Maria, a mãe de Jesus, sob o título “Rainha dos Apóstolos”, ocupa lugar especial na espiritualidade paulina. A imagem de Maria, ideada por Pe. Tiago Alberione, espelha o seu significado. Ela está segurando Jesus, porém, não o retém para si, mas o oferece ao mundo. O nosso Bem-aventurado Fundador quis mostrar com esse gesto que a missão do apóstolo é a mesma de Maria, ou seja, consiste em ter Jesus consigo e em oferecê-lo ao mundo através do seu apostolado.

5.2. Missão da Família Paulina = Missão de Maria

Creio não ser necessário insistir que a missão da Família Paulina é a mesma de Maria: dar Jesus, Divino Mestre e Pastor, Caminho, Verdade e Vida ao mundo! A Família Paulina “tem, no plano humano, a missão que teve Maria no plano divino”. Talvez nos falte ter sempre presente que “todo apostolado é uma irradiação de Jesus Cristo, dar algo de Jesus Cristo”. Para que realmente nossa missão seja apostolado, este deve estar impregnado de Deus. Porém, antes, nós é que devemos estar impregnados de Deus: “Ninguém pode exortar os outros, se não der o exemplo. Por isso cada um pedirá a graça de uma verdadeira santificação da própria vida” (Pe. Alberione).

Não somos nós os que chamamos a Maria para que nos venha socorrer em nossos trabalhos apostólicos, senão que é ela quem nos convida a participar de sua missão maternal e prolongar sua obra. O que espera primeiramente de nós não é o tributo de nossa admiração, mas o de nossa colaboração. Maria quer que traduzamos nosso amor a ela, realizando um apostolado fecundo como foi o dela. O caráter mariano do apostolado paulino não é facultativo. Ele não é mariano em virtude de nossa livre opção e segundo nossas preferências. Um apostolado que não fosse mariano estaria fadado ao fracasso: “Para que o apostolado produza frutos, é moralmente preciso que seja acompanhado pela devoção a Maria. Infeliz daquele que, com o passar dos anos, perde ou deixa esfriar em si a devoção a Maria!” (Pe. Alberione).

Para que nosso apostolado seja mariano não bastam alguns gestos de piedade, antes ou depois das nossas ações ou de uma atenção passageira a Maria.

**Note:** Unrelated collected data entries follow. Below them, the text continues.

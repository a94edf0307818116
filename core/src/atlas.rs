//! Texture loading and lookup
//!
//! A [`TextureAtlas`] maps string names to decoded RGBA textures, loaded
//! from a ZIP archive of PNG files. The widget addresses the atlas through
//! enumerated [`TextureKey`]s; a key whose name is absent from the atlas
//! resolves to a compiled-in default texture instead of failing.

use std::collections::HashMap;
use std::fs::File;
use std::io::{BufReader, Read};
use std::path::{Path, PathBuf};
use std::sync::{Arc, OnceLock};

use thiserror::Error;
use zip::ZipArchive;

/// Decoded RGBA texture data
#[derive(Clone, Debug)]
pub struct Texture {
    /// RGBA pixel data (width * height * 4 bytes)
    pub rgba: Vec<u8>,
    /// Width in pixels
    pub width: u32,
    /// Height in pixels
    pub height: u32,
}

impl Texture {
    /// Create a single-color texture
    pub fn solid(width: u32, height: u32, color: [u8; 4]) -> Self {
        let mut rgba = Vec::with_capacity((width * height * 4) as usize);
        for _ in 0..width * height {
            rgba.extend_from_slice(&color);
        }
        Self { rgba, width, height }
    }
}

/// Errors during atlas loading
#[derive(Debug, Error)]
pub enum AtlasError {
    #[error("failed to open atlas archive {path}")]
    OpenArchive {
        path: PathBuf,
        #[source]
        source: std::io::Error,
    },

    #[error("failed to read atlas archive {path}")]
    ReadArchive {
        path: PathBuf,
        #[source]
        source: zip::result::ZipError,
    },

    #[error("failed to read atlas entry {name}")]
    ReadEntry {
        name: String,
        #[source]
        source: std::io::Error,
    },
}

/// Resource keys the progress bar looks up at construction time.
///
/// Each key has a fixed atlas name and a built-in default texture, so
/// resolution always succeeds.
#[derive(Debug, Clone, Copy, PartialEq, Eq, Hash)]
pub enum TextureKey {
    /// Background track (the unfilled portion)
    Track,
    /// Foreground fill indicator
    Fill,
}

impl TextureKey {
    /// Atlas name this key resolves against
    pub fn name(self) -> &'static str {
        match self {
            Self::Track => "track",
            Self::Fill => "fill",
        }
    }

    /// The compiled-in default texture for this key
    pub fn default_texture(self) -> Arc<Texture> {
        let (track, fill) = default_pair();
        match self {
            Self::Track => track.clone(),
            Self::Fill => fill.clone(),
        }
    }
}

// Embed the default texture pair at compile time
static TRACK_PNG: &[u8] = include_bytes!("../assets/track.png");
static FILL_PNG: &[u8] = include_bytes!("../assets/fill.png");

static DEFAULT_TEXTURES: OnceLock<(Arc<Texture>, Arc<Texture>)> = OnceLock::new();

/// Decode the embedded defaults (lazily, once)
fn default_pair() -> &'static (Arc<Texture>, Arc<Texture>) {
    DEFAULT_TEXTURES.get_or_init(|| {
        let track = decode_png(TRACK_PNG).unwrap_or_else(|| Texture::solid(1, 1, [52, 56, 62, 255]));
        let fill = decode_png(FILL_PNG).unwrap_or_else(|| Texture::solid(1, 1, [64, 190, 82, 255]));
        (Arc::new(track), Arc::new(fill))
    })
}

/// A named collection of textures addressable by string key
#[derive(Default, Debug)]
pub struct TextureAtlas {
    textures: HashMap<String, Arc<Texture>>,
}

impl TextureAtlas {
    /// Create an empty atlas
    pub fn new() -> Self {
        Self::default()
    }

    /// Load an atlas from a ZIP archive of PNG files.
    ///
    /// Entries are keyed by file stem (`textures/track.png` becomes
    /// `track`). Entries that fail to decode are skipped with a warning
    /// rather than failing the whole load.
    pub fn load_zip(path: &Path) -> Result<Self, AtlasError> {
        let file = File::open(path).map_err(|source| AtlasError::OpenArchive {
            path: path.to_path_buf(),
            source,
        })?;
        let mut archive =
            ZipArchive::new(BufReader::new(file)).map_err(|source| AtlasError::ReadArchive {
                path: path.to_path_buf(),
                source,
            })?;

        let mut textures = HashMap::new();
        for index in 0..archive.len() {
            let mut entry = archive
                .by_index(index)
                .map_err(|source| AtlasError::ReadArchive {
                    path: path.to_path_buf(),
                    source,
                })?;
            let entry_name = entry.name().to_string();

            let entry_path = Path::new(&entry_name);
            if entry_path.extension().and_then(|e| e.to_str()) != Some("png") {
                continue;
            }
            let Some(stem) = entry_path.file_stem().and_then(|s| s.to_str()) else {
                continue;
            };
            let stem = stem.to_string();

            let mut data = Vec::new();
            entry
                .read_to_end(&mut data)
                .map_err(|source| AtlasError::ReadEntry {
                    name: entry_name.clone(),
                    source,
                })?;

            match decode_png(&data) {
                Some(texture) => {
                    textures.insert(stem, Arc::new(texture));
                }
                None => tracing::warn!(entry = %entry_name, "skipping undecodable atlas texture"),
            }
        }

        tracing::debug!(path = %path.display(), count = textures.len(), "loaded texture atlas");
        Ok(Self { textures })
    }

    /// Insert a texture under a name
    pub fn insert(&mut self, name: impl Into<String>, texture: Arc<Texture>) {
        self.textures.insert(name.into(), texture);
    }

    /// Get a texture by name
    pub fn get(&self, name: &str) -> Option<Arc<Texture>> {
        self.textures.get(name).cloned()
    }

    /// Resolve a key to a texture handle, falling back to the key's
    /// built-in default when the atlas has no entry under its name.
    pub fn resolve(&self, key: TextureKey) -> Arc<Texture> {
        match self.textures.get(key.name()) {
            Some(texture) => texture.clone(),
            None => {
                tracing::warn!(texture = key.name(), "atlas missing texture, using built-in default");
                key.default_texture()
            }
        }
    }

    /// Number of textures in the atlas
    pub fn len(&self) -> usize {
        self.textures.len()
    }

    /// Whether the atlas holds no textures
    pub fn is_empty(&self) -> bool {
        self.textures.is_empty()
    }
}

/// Decode PNG data to an RGBA texture
fn decode_png(data: &[u8]) -> Option<Texture> {
    let decoder = png::Decoder::new(data);
    let mut reader = decoder.read_info().ok()?;

    let mut buf = vec![0; reader.output_buffer_size()];
    let info = reader.next_frame(&mut buf).ok()?;

    let pixels = &buf[..info.buffer_size()];
    let rgba: Vec<u8> = match info.color_type {
        png::ColorType::Rgba => pixels.to_vec(),
        png::ColorType::Rgb => pixels.chunks(3).flat_map(|px| [px[0], px[1], px[2], 255]).collect(),
        png::ColorType::GrayscaleAlpha => {
            pixels.chunks(2).flat_map(|px| [px[0], px[0], px[0], px[1]]).collect()
        }
        png::ColorType::Grayscale => pixels.iter().flat_map(|&g| [g, g, g, 255]).collect(),
        // Indexed PNGs would need palette expansion - skip them
        png::ColorType::Indexed => return None,
    };

    Some(Texture {
        rgba,
        width: info.width,
        height: info.height,
    })
}

#[cfg(test)]
mod tests {
    use super::*;
    use std::io::Write;

    /// Encode a solid-color PNG in memory
    fn encode_png(width: u32, height: u32, color: [u8; 4]) -> Vec<u8> {
        let mut data = Vec::new();
        {
            let mut encoder = png::Encoder::new(&mut data, width, height);
            encoder.set_color(png::ColorType::Rgba);
            encoder.set_depth(png::BitDepth::Eight);
            let mut writer = encoder.write_header().unwrap();
            let pixels: Vec<u8> = (0..width * height).flat_map(|_| color).collect();
            writer.write_image_data(&pixels).unwrap();
        }
        data
    }

    #[test]
    fn test_default_textures_decode() {
        let track = TextureKey::Track.default_texture();
        let fill = TextureKey::Fill.default_texture();
        assert_eq!(track.width, 200);
        assert_eq!(track.height, 20);
        assert_eq!(track.rgba.len(), (track.width * track.height * 4) as usize);
        assert_eq!(fill.rgba.len(), (fill.width * fill.height * 4) as usize);
    }

    #[test]
    fn test_missing_archive_is_an_error() {
        let err = TextureAtlas::load_zip(Path::new("/nonexistent/atlas.zip")).unwrap_err();
        assert!(matches!(err, AtlasError::OpenArchive { .. }));
    }

    #[test]
    fn test_zip_atlas_roundtrip() {
        let path = std::env::temp_dir().join("fillbar-atlas-test.zip");
        {
            let file = File::create(&path).unwrap();
            let mut zip = zip::ZipWriter::new(file);
            let options = zip::write::SimpleFileOptions::default()
                .compression_method(zip::CompressionMethod::Stored);
            zip.start_file("track.png", options).unwrap();
            zip.write_all(&encode_png(4, 2, [255, 0, 0, 255])).unwrap();
            zip.start_file("notes.txt", options).unwrap();
            zip.write_all(b"not a texture").unwrap();
            zip.finish().unwrap();
        }

        let atlas = TextureAtlas::load_zip(&path).unwrap();
        std::fs::remove_file(&path).ok();

        assert_eq!(atlas.len(), 1);
        let track = atlas.get("track").unwrap();
        assert_eq!((track.width, track.height), (4, 2));
        assert_eq!(&track.rgba[0..4], &[255, 0, 0, 255]);

        // Present key resolves from the atlas, absent key falls back
        assert!(!Arc::ptr_eq(
            &atlas.resolve(TextureKey::Track),
            &TextureKey::Track.default_texture()
        ));
        assert!(Arc::ptr_eq(
            &atlas.resolve(TextureKey::Fill),
            &TextureKey::Fill.default_texture()
        ));
    }

    #[test]
    fn test_empty_atlas_resolves_defaults() {
        let atlas = TextureAtlas::new();
        assert!(atlas.is_empty());
        assert!(Arc::ptr_eq(
            &atlas.resolve(TextureKey::Track),
            &TextureKey::Track.default_texture()
        ));
    }
}
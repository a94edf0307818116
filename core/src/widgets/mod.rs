//! Reusable visual widgets
//!
//! Each widget owns its sprite layers and draws itself into a
//! [`Surface`](crate::surface::Surface) via the
//! [`Drawable`](crate::node::Drawable) trait.

mod progress_bar;
mod shared;


pub use progress_bar::ProgressBar;
pub use shared::SharedProgressBar;
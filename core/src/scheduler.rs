//! Repeating-timer scheduling
//!
//! The widget never talks to a concrete runtime. It is handed a
//! [`Scheduler`] at construction and keeps at most one [`TimerHandle`]
//! alive. [`TokioScheduler`] drives callbacks from a tokio runtime;
//! [`ManualScheduler`] advances simulated time by hand so tests stay
//! deterministic.
//!
//! Cancellation is token-based: every implementation checks a shared
//! atomic flag immediately before invoking the callback, so no tick fires
//! once `cancel` has returned.

use std::sync::atomic::{AtomicBool, Ordering};
use std::sync::{Arc, Mutex, MutexGuard, PoisonError};
use std::time::Duration;

use thiserror::Error;
use tokio::time::MissedTickBehavior;

/// Callback invoked once per elapsed interval
pub type TickFn = Box<dyn FnMut() + Send>;

/// Errors when starting a repeating timer
#[derive(Debug, Error)]
pub enum TimerError {
    #[error("repeating timer interval must be non-zero")]
    ZeroInterval,
}

/// Capability to run a callback at a fixed cadence
pub trait Scheduler: Send + Sync {
    /// Begin invoking `tick` once per `interval` until the returned handle
    /// is cancelled. The first invocation happens one full interval after
    /// scheduling, never immediately.
    fn schedule_repeating(&self, interval: Duration, tick: TickFn) -> Box<dyn TimerHandle>;
}

/// Handle to an active repeating timer
pub trait TimerHandle: Send {
    /// Stop the timer. No tick fires after this returns.
    fn cancel(&mut self);

    /// Whether the timer is still scheduled
    fn is_active(&self) -> bool;
}

/// Shared cancellation flag checked before each invocation
#[derive(Clone, Default)]
struct CancelToken(Arc<AtomicBool>);

impl CancelToken {
    fn cancel(&self) {
        self.0.store(true, Ordering::SeqCst);
    }

    fn is_cancelled(&self) -> bool {
        self.0.load(Ordering::SeqCst)
    }
}

// ─────────────────────────────────────────────────────────────────────────────
// Tokio scheduler
// ─────────────────────────────────────────────────────────────────────────────

/// Schedules ticks as a task on a tokio runtime
pub struct TokioScheduler {
    runtime: tokio::runtime::Handle,
}

impl TokioScheduler {
    /// Schedule onto the given runtime
    pub fn new(runtime: tokio::runtime::Handle) -> Self {
        Self { runtime }
    }

    /// Schedule onto the ambient runtime, if one is running
    pub fn current() -> Option<Self> {
        tokio::runtime::Handle::try_current().ok().map(Self::new)
    }
}

impl Scheduler for TokioScheduler {
    fn schedule_repeating(&self, interval: Duration, mut tick: TickFn) -> Box<dyn TimerHandle> {
        let interval = sanitize_interval(interval);
        let token = CancelToken::default();
        let tick_token = token.clone();

        let task = self.runtime.spawn(async move {
            let mut ticker = tokio::time::interval(interval);
            ticker.set_missed_tick_behavior(MissedTickBehavior::Skip);
            // An interval's first tick completes immediately; consume it so
            // the first callback lands one full interval out.
            ticker.tick().await;
            loop {
                ticker.tick().await;
                if tick_token.is_cancelled() {
                    break;
                }
                tick();
            }
        });

        Box::new(TokioTimerHandle { token, task })
    }
}

struct TokioTimerHandle {
    token: CancelToken,
    task: tokio::task::JoinHandle<()>,
}

impl TimerHandle for TokioTimerHandle {
    fn cancel(&mut self) {
        self.token.cancel();
        self.task.abort();
    }

    fn is_active(&self) -> bool {
        !self.token.is_cancelled()
    }
}

impl Drop for TokioTimerHandle {
    fn drop(&mut self) {
        self.cancel();
    }
}

// ─────────────────────────────────────────────────────────────────────────────
// Manual scheduler
// ─────────────────────────────────────────────────────────────────────────────

/// Deterministic scheduler driven by explicit [`advance`](Self::advance)
/// calls. Intended for tests; no real time is involved.
#[derive(Clone, Default)]
pub struct ManualScheduler {
    inner: Arc<Mutex<ManualInner>>,
}

#[derive(Default)]
struct ManualInner {
    now: Duration,
    tasks: Vec<ManualTask>,
}

struct ManualTask {
    next_due: Duration,
    interval: Duration,
    tick: TickFn,
    token: CancelToken,
}

impl ManualScheduler {
    pub fn new() -> Self {
        Self::default()
    }

    fn lock(&self) -> MutexGuard<'_, ManualInner> {
        self.inner.lock().unwrap_or_else(PoisonError::into_inner)
    }

    /// Current simulated time
    pub fn now(&self) -> Duration {
        self.lock().now
    }

    /// Number of scheduled, uncancelled timers
    pub fn active_timers(&self) -> usize {
        let mut inner = self.lock();
        inner.tasks.retain(|task| !task.token.is_cancelled());
        inner.tasks.len()
    }

    /// Advance simulated time, firing every due tick in time order.
    ///
    /// The scheduler lock is released around each callback, so ticks may
    /// re-enter the scheduler (start, stop or replace timers).
    pub fn advance(&self, by: Duration) {
        let target = self.lock().now + by;
        loop {
            let mut inner = self.lock();
            inner.tasks.retain(|task| !task.token.is_cancelled());

            let due = inner
                .tasks
                .iter()
                .enumerate()
                .filter(|(_, task)| task.next_due <= target)
                .min_by_key(|(_, task)| task.next_due)
                .map(|(index, _)| index);

            let Some(index) = due else {
                inner.now = target;
                return;
            };

            let mut task = inner.tasks.swap_remove(index);
            inner.now = inner.now.max(task.next_due);
            drop(inner);

            if !task.token.is_cancelled() {
                (task.tick)();
            }
            task.next_due += task.interval;
            if !task.token.is_cancelled() {
                self.lock().tasks.push(task);
            }
        }
    }
}

impl Scheduler for ManualScheduler {
    fn schedule_repeating(&self, interval: Duration, tick: TickFn) -> Box<dyn TimerHandle> {
        let interval = sanitize_interval(interval);
        let token = CancelToken::default();
        let mut inner = self.lock();
        let next_due = inner.now + interval;
        inner.tasks.push(ManualTask {
            next_due,
            interval,
            tick,
            token: token.clone(),
        });
        Box::new(ManualTimerHandle { token })
    }
}

struct ManualTimerHandle {
    token: CancelToken,
}

impl TimerHandle for ManualTimerHandle {
    fn cancel(&mut self) {
        self.token.cancel();
    }

    fn is_active(&self) -> bool {
        !self.token.is_cancelled()
    }
}

impl Drop for ManualTimerHandle {
    fn drop(&mut self) {
        self.token.cancel();
    }
}

/// Widgets reject zero intervals before scheduling; this backstop keeps a
/// raw scheduler call from spinning (or panicking inside tokio).
fn sanitize_interval(interval: Duration) -> Duration {
    if interval.is_zero() {
        tracing::warn!("zero timer interval clamped to 1ms");
        Duration::from_millis(1)
    } else {
        interval
    }
}

#[cfg(test)]
mod tests {
    use super::*;
    use std::sync::atomic::AtomicU32;

    fn counting_tick(counter: &Arc<AtomicU32>) -> TickFn {
        let counter = Arc::clone(counter);
        Box::new(move || {
            counter.fetch_add(1, Ordering::SeqCst);
        })
    }

    #[test]
    fn test_manual_fires_once_per_interval() {
        let scheduler = ManualScheduler::new();
        let counter = Arc::new(AtomicU32::new(0));
        let _handle = scheduler.schedule_repeating(Duration::from_millis(10), counting_tick(&counter));

        scheduler.advance(Duration::from_millis(5));
        assert_eq!(counter.load(Ordering::SeqCst), 0);

        scheduler.advance(Duration::from_millis(5));
        assert_eq!(counter.load(Ordering::SeqCst), 1);

        scheduler.advance(Duration::from_millis(25));
        assert_eq!(counter.load(Ordering::SeqCst), 3);
        assert_eq!(scheduler.now(), Duration::from_millis(35));
    }

    #[test]
    fn test_manual_interleaves_multiple_timers() {
        let scheduler = ManualScheduler::new();
        let fast = Arc::new(AtomicU32::new(0));
        let slow = Arc::new(AtomicU32::new(0));
        let _fast = scheduler.schedule_repeating(Duration::from_millis(10), counting_tick(&fast));
        let _slow = scheduler.schedule_repeating(Duration::from_millis(15), counting_tick(&slow));

        scheduler.advance(Duration::from_millis(30));
        assert_eq!(fast.load(Ordering::SeqCst), 3);
        assert_eq!(slow.load(Ordering::SeqCst), 2);
        assert_eq!(scheduler.active_timers(), 2);
    }

    #[test]
    fn test_cancel_stops_ticks() {
        let scheduler = ManualScheduler::new();
        let counter = Arc::new(AtomicU32::new(0));
        let mut handle = scheduler.schedule_repeating(Duration::from_millis(10), counting_tick(&counter));

        scheduler.advance(Duration::from_millis(10));
        assert_eq!(counter.load(Ordering::SeqCst), 1);
        assert!(handle.is_active());

        handle.cancel();
        assert!(!handle.is_active());
        scheduler.advance(Duration::from_millis(100));
        assert_eq!(counter.load(Ordering::SeqCst), 1);
        assert_eq!(scheduler.active_timers(), 0);
    }

    #[test]
    fn test_dropping_handle_cancels() {
        let scheduler = ManualScheduler::new();
        let counter = Arc::new(AtomicU32::new(0));
        drop(scheduler.schedule_repeating(Duration::from_millis(10), counting_tick(&counter)));

        scheduler.advance(Duration::from_millis(100));
        assert_eq!(counter.load(Ordering::SeqCst), 0);
        assert_eq!(scheduler.active_timers(), 0);
    }

    #[test]
    fn test_tick_may_reenter_scheduler() {
        let scheduler = ManualScheduler::new();
        let counter = Arc::new(AtomicU32::new(0));

        let nested = counting_tick(&counter);
        let inner_scheduler = scheduler.clone();
        let nested_slot = Arc::new(Mutex::new(Some(nested)));
        let _handle = scheduler.schedule_repeating(
            Duration::from_millis(10),
            Box::new(move || {
                if let Some(tick) = nested_slot.lock().unwrap().take() {
                    // Keep the nested handle alive for the rest of the test
                    std::mem::forget(
                        inner_scheduler.schedule_repeating(Duration::from_millis(5), tick),
                    );
                }
            }),
        );

        // First tick at 10ms schedules the nested timer, due at 15ms
        scheduler.advance(Duration::from_millis(20));
        assert_eq!(counter.load(Ordering::SeqCst), 2);
    }

    #[tokio::test(start_paused = true)]
    async fn test_tokio_scheduler_fires_and_cancels() {
        let scheduler = TokioScheduler::new(tokio::runtime::Handle::current());
        let counter = Arc::new(AtomicU32::new(0));
        let mut handle =
            scheduler.schedule_repeating(Duration::from_millis(100), counting_tick(&counter));

        tokio::time::sleep(Duration::from_millis(350)).await;
        assert_eq!(counter.load(Ordering::SeqCst), 3);

        handle.cancel();
        tokio::time::sleep(Duration::from_millis(500)).await;
        assert_eq!(counter.load(Ordering::SeqCst), 3);
        assert!(!handle.is_active());
    }

    #[tokio::test(start_paused = true)]
    async fn test_tokio_first_tick_is_one_interval_out() {
        let scheduler = TokioScheduler::new(tokio::runtime::Handle::current());
        let counter = Arc::new(AtomicU32::new(0));
        let _handle =
            scheduler.schedule_repeating(Duration::from_millis(100), counting_tick(&counter));

        tokio::time::sleep(Duration::from_millis(50)).await;
        assert_eq!(counter.load(Ordering::SeqCst), 0);

        tokio::time::sleep(Duration::from_millis(60)).await;
        assert_eq!(counter.load(Ordering::SeqCst), 1);
    }
}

A devoção mariana deve enraizar-se verdadeiramente na maternidade continuada de Maria: nossa ação apostólica deve ser concebida e vivida como uma prolongação da sua. Creio que é neste sentido que o Pe. Alberione fala de maternidade e paternidade apostólicas. Somos pais e mães à medida que “realizamos concretamente o apostolado de Maria, tornando-o atual e eficaz… o dever de dar Jesus Cristo ao mundo” (Pe. Alberione).

Segundo Pe. Alberione, “a maior riqueza que podemos dar a este pobre e orgulhoso mundo é Jesus Cristo. Maria nos deu o Cristo total, ‘Caminho, Verdade e Vida'”. Evidentemente, a missão de Maria, como mãe de Jesus, foi única. A missão do apóstolo, de ontem e de hoje, consiste em oferecer Jesus ao mundo através de seu “testemunho”. O apóstolo é a pessoa que se coloca no seguimento de Jesus e, por isso, “traz Deus em sua alma e o irradia ao redor de si”.